| What to produce |
The entries below should be output exactly as written.
/---
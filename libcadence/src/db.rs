//! Database operations for Cadence
//!
//! Every lookup returns `Result<Option<T>>`; "not found" is a value, never an
//! error code to sniff. Each scheduling/publishing lifecycle phase owns its
//! own mutation methods (the runner advances pipelines, the dispatcher writes
//! post publish fields) so rows have one logical writer per phase.

use sqlx::sqlite::SqlitePool;
use sqlx::Row;
use std::path::Path;

use crate::error::{DbError, Result};
use crate::types::{
    Pipeline, Platform, PlatformConnection, Post, PostStatus, Topic, TopicStatus,
};

#[derive(Clone)]
pub struct Database {
    pool: SqlitePool,
}
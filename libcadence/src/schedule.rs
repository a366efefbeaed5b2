//! Recurrence math for pipeline schedules
//!
//! Pure calendar arithmetic: given a pipeline's frequency and the instant it
//! was last scheduled for, compute the next due instant. Callers inject the
//! current time so the math stays deterministic under test.

use chrono::{DateTime, Duration, Months, Utc};

use crate::types::Frequency;

/// Compute the next due instant for a pipeline.
///
/// A `last_scheduled` in the past is first clamped forward to `now`, so a
/// pipeline that sat idle through downtime resumes one interval from now
/// instead of accumulating a backlog of missed runs.
///
/// Monthly recurrence clamps to the end of shorter months (Jan 31 + 1 month
/// is Feb 29 in a leap year), following chrono's month arithmetic.
pub fn next_run_at(frequency: Frequency, last_scheduled: i64, now: i64) -> i64 {
    let base = if last_scheduled < now { now } else { last_scheduled };
    let base_dt = DateTime::<Utc>::from_timestamp(base, 0).unwrap_or_else(Utc::now);

    let next = match frequency {
        Frequency::Daily => base_dt + Duration::days(1),
        Frequency::Weekly => base_dt + Duration::days(7),
        Frequency::BiWeekly => base_dt + Duration::days(14),
        Frequency::Monthly => base_dt
            .checked_add_months(Months::new(1))
            .unwrap_or(base_dt + Duration::days(30)),
    };

    next.timestamp()
}

/// Seconds until `next_run_at`, or zero if the instant is already due.
pub fn seconds_until_due(next_run_at: i64, now: i64) -> i64 {
    (next_run_at - now).max(0)
}

#[cfg(test)]
mod tests {
    use super::*;
    use chrono::TimeZone;

    fn ts(s: &str) -> i64 {
        DateTime::parse_from_rfc3339(s).unwrap().timestamp()
    }

    const DAY: i64 = 86_400;

    #[test]
    fn test_daily_adds_one_day() {
        let now = ts("2024-06-01T09:00:00Z");
        let next = next_run_at(Frequency::Daily, now, now);
        assert_eq!(next, now + DAY);
    }

    #[test]
    fn test_weekly_adds_seven_days() {
        let now = ts("2024-06-01T09:00:00Z");
        assert_eq!(next_run_at(Frequency::Weekly, now, now), now + 7 * DAY);
    }

    #[test]
    fn test_bi_weekly_adds_fourteen_days() {
        let now = ts("2024-06-01T09:00:00Z");
        assert_eq!(next_run_at(Frequency::BiWeekly, now, now), now + 14 * DAY);
    }

    #[test]
    fn test_past_instant_clamped_to_now() {
        // A pipeline last scheduled three days ago resumes one interval from
        // now, not three overdue intervals.
        let now = ts("2024-06-10T12:00:00Z");
        let stale = now - 3 * DAY;

        let next = next_run_at(Frequency::Daily, stale, now);
        assert_eq!(next, now + DAY);
    }

    #[test]
    fn test_future_instant_not_clamped() {
        let now = ts("2024-06-10T12:00:00Z");
        let future = now + 2 * DAY;

        let next = next_run_at(Frequency::Daily, future, now);
        assert_eq!(next, future + DAY);
    }

    #[test]
    fn test_never_schedules_into_the_past() {
        let now = ts("2024-06-10T12:00:00Z");
        for frequency in [
            Frequency::Daily,
            Frequency::Weekly,
            Frequency::BiWeekly,
            Frequency::Monthly,
        ] {
            for offset in [1, DAY, 40 * DAY, 500 * DAY] {
                let next = next_run_at(frequency, now - offset, now);
                assert!(
                    next > now,
                    "{} from {}s ago landed at {} (now {})",
                    frequency,
                    offset,
                    next,
                    now
                );
            }
        }
    }

    #[test]
    fn test_monthly_overflow_clamps_to_month_end() {
        // Jan 31 + 1 month lands on the last day of February.
        let now = ts("2024-01-01T00:00:00Z");

        let next = next_run_at(Frequency::Monthly, ts("2024-01-31T10:00:00Z"), now);
        assert_eq!(next, ts("2024-02-29T10:00:00Z"));

        let non_leap = next_run_at(Frequency::Monthly, ts("2023-01-31T10:00:00Z"), ts("2023-01-01T00:00:00Z"));
        assert_eq!(non_leap, ts("2023-02-28T10:00:00Z"));
    }

    #[test]
    fn test_monthly_plain_add() {
        let now = ts("2024-03-01T00:00:00Z");
        let next = next_run_at(Frequency::Monthly, ts("2024-03-15T18:30:00Z"), now);
        assert_eq!(next, ts("2024-04-15T18:30:00Z"));
    }

    #[test]
    fn test_monotonic_across_repeated_advances() {
        let now = ts("2024-01-31T10:00:00Z");
        let mut scheduled = now;
        let mut previous = scheduled;

        for _ in 0..24 {
            scheduled = next_run_at(Frequency::Monthly, scheduled, now);
            assert!(scheduled > previous);
            previous = scheduled;
        }

        // Two years of monthly advances stay in calendar range.
        let end = chrono::Utc.timestamp_opt(scheduled, 0).unwrap();
        assert_eq!(end.format("%Y-%m").to_string(), "2026-01");
    }

    #[test]
    fn test_seconds_until_due() {
        assert_eq!(seconds_until_due(1_000, 900), 100);
        assert_eq!(seconds_until_due(900, 1_000), 0);
    }
}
\---
| Exercise answer |
filename libcadence/src/db.rs
//! Database operations for Cadence
//!
//! Every lookup returns `Result<Option<T>>`; "not found" is a value, never an
//! error code to sniff. Each scheduling/publishing lifecycle phase owns its
//! own mutation methods (the runner advances pipelines, the dispatcher writes
//! post publish fields) so rows have one logical writer per phase.

use sqlx::sqlite::SqlitePool;
use sqlx::Row;
use std::path::Path;

use crate::error::{DbError, Result};
use crate::types::{
    Pipeline, Platform, PlatformConnection, Post, PostStatus, Topic, TopicStatus,
};

#[derive(Clone)]
pub struct Database {
    pool: SqlitePool,
}
filename libcadence/src/schedule.rs
repository a366efefbeaed5b2
//! Recurrence math for pipeline schedules
//!
//! Pure calendar arithmetic: given a pipeline's frequency and the instant it
//! was last scheduled for, compute the next due instant. Callers inject the
//! current time so the math stays deterministic under test.

use chrono::{DateTime, Duration, Months, Utc};

use crate::types::Frequency;

/// Compute the next due instant for a pipeline.
///
/// A `last_scheduled` in the past is first clamped forward to `now`, so a
/// pipeline that sat idle through downtime resumes one interval from now
/// instead of accumulating a backlog of missed runs.
///
/// Monthly recurrence clamps to the end of shorter months (Jan 31 + 1 month
/// is Feb 29 in a leap year), following chrono's month arithmetic.
pub fn next_run_at(frequency: Frequency, last_scheduled: i64, now: i64) -> i64 {
    let base = if last_scheduled < now { now } else { last_scheduled };
    let base_dt = DateTime::<Utc>::from_timestamp(base, 0).unwrap_or_else(Utc::now);

    let next = match frequency {
        Frequency::Daily => base_dt + Duration::days(1),
        Frequency::Weekly => base_dt + Duration::days(7),
        Frequency::BiWeekly => base_dt + Duration::days(14),
        Frequency::Monthly => base_dt
            .checked_add_months(Months::new(1))
            .unwrap_or(base_dt + Duration::days(30)),
    };

    next.timestamp()
}

/// Seconds until `next_run_at`, or zero if the instant is already due.
pub fn seconds_until_due(next_run_at: i64, now: i64) -> i64 {
    (next_run_at - now).max(0)
}

#[cfg(test)]
mod tests {
    use super::*;
    use chrono::TimeZone;

    fn ts(s: &str) -> i64 {
        DateTime::parse_from_rfc3339(s).unwrap().timestamp()
    }

    const DAY: i64 = 86_400;

    #[test]
    fn test_daily_adds_one_day() {
        let now = ts("2024-06-01T09:00:00Z");
        let next = next_run_at(Frequency::Daily, now, now);
        assert_eq!(next, now + DAY);
    }

    #[test]
    fn test_weekly_adds_seven_days() {
        let now = ts("2024-06-01T09:00:00Z");
        assert_eq!(next_run_at(Frequency::Weekly, now, now), now + 7 * DAY);
    }

    #[test]
    fn test_bi_weekly_adds_fourteen_days() {
        let now = ts("2024-06-01T09:00:00Z");
        assert_eq!(next_run_at(Frequency::BiWeekly, now, now), now + 14 * DAY);
    }

    #[test]
    fn test_past_instant_clamped_to_now() {
        // A pipeline last scheduled three days ago resumes one interval from
        // now, not three overdue intervals.
        let now = ts("2024-06-10T12:00:00Z");
        let stale = now - 3 * DAY;

        let next = next_run_at(Frequency::Daily, stale, now);
        assert_eq!(next, now + DAY);
    }

    #[test]
    fn test_future_instant_not_clamped() {
        let now = ts("2024-06-10T12:00:00Z");
        let future = now + 2 * DAY;

        let next = next_run_at(Frequency::Daily, future, now);
        assert_eq!(next, future + DAY);
    }

    #[test]
    fn test_never_schedules_into_the_past() {
        let now = ts("2024-06-10T12:00:00Z");
        for frequency in [
            Frequency::Daily,
            Frequency::Weekly,
            Frequency::BiWeekly,
            Frequency::Monthly,
        ] {
            for offset in [1, DAY, 40 * DAY, 500 * DAY] {
                let next = next_run_at(frequency, now - offset, now);
                assert!(
                    next > now,
                    "{} from {}s ago landed at {} (now {})",
                    frequency,
                    offset,
                    next,
                    now
                );
            }
        }
    }

    #[test]
    fn test_monthly_overflow_clamps_to_month_end() {
        // Jan 31 + 1 month lands on the last day of February.
        let now = ts("2024-01-01T00:00:00Z");

        let next = next_run_at(Frequency::Monthly, ts("2024-01-31T10:00:00Z"), now);
        assert_eq!(next, ts("2024-02-29T10:00:00Z"));

        let non_leap = next_run_at(Frequency::Monthly, ts("2023-01-31T10:00:00Z"), ts("2023-01-01T00:00:00Z"));
        assert_eq!(non_leap, ts("2023-02-28T10:00:00Z"));
    }

    #[test]
    fn test_monthly_plain_add() {
        let now = ts("2024-03-01T00:00:00Z");
        let next = next_run_at(Frequency::Monthly, ts("2024-03-15T18:30:00Z"), now);
        assert_eq!(next, ts("2024-04-15T18:30:00Z"));
    }

    #[test]
    fn test_monotonic_across_repeated_advances() {
        let now = ts("2024-01-31T10:00:00Z");
        let mut scheduled = now;
        let mut previous = scheduled;

        for _ in 0..24 {
            scheduled = next_run_at(Frequency::Monthly, scheduled, now);
            assert!(scheduled > previous);
            previous = scheduled;
        }

        // Two years of monthly advances stay in calendar range.
        let end = chrono::Utc.timestamp_opt(scheduled, 0).unwrap();
        assert_eq!(end.format("%Y-%m").to_string(), "2026-01");
    }

    #[test]
    fn test_seconds_until_due() {
        assert_eq!(seconds_until_due(1_000, 900), 100);
        assert_eq!(seconds_until_due(900, 1_000), 0);
    }
}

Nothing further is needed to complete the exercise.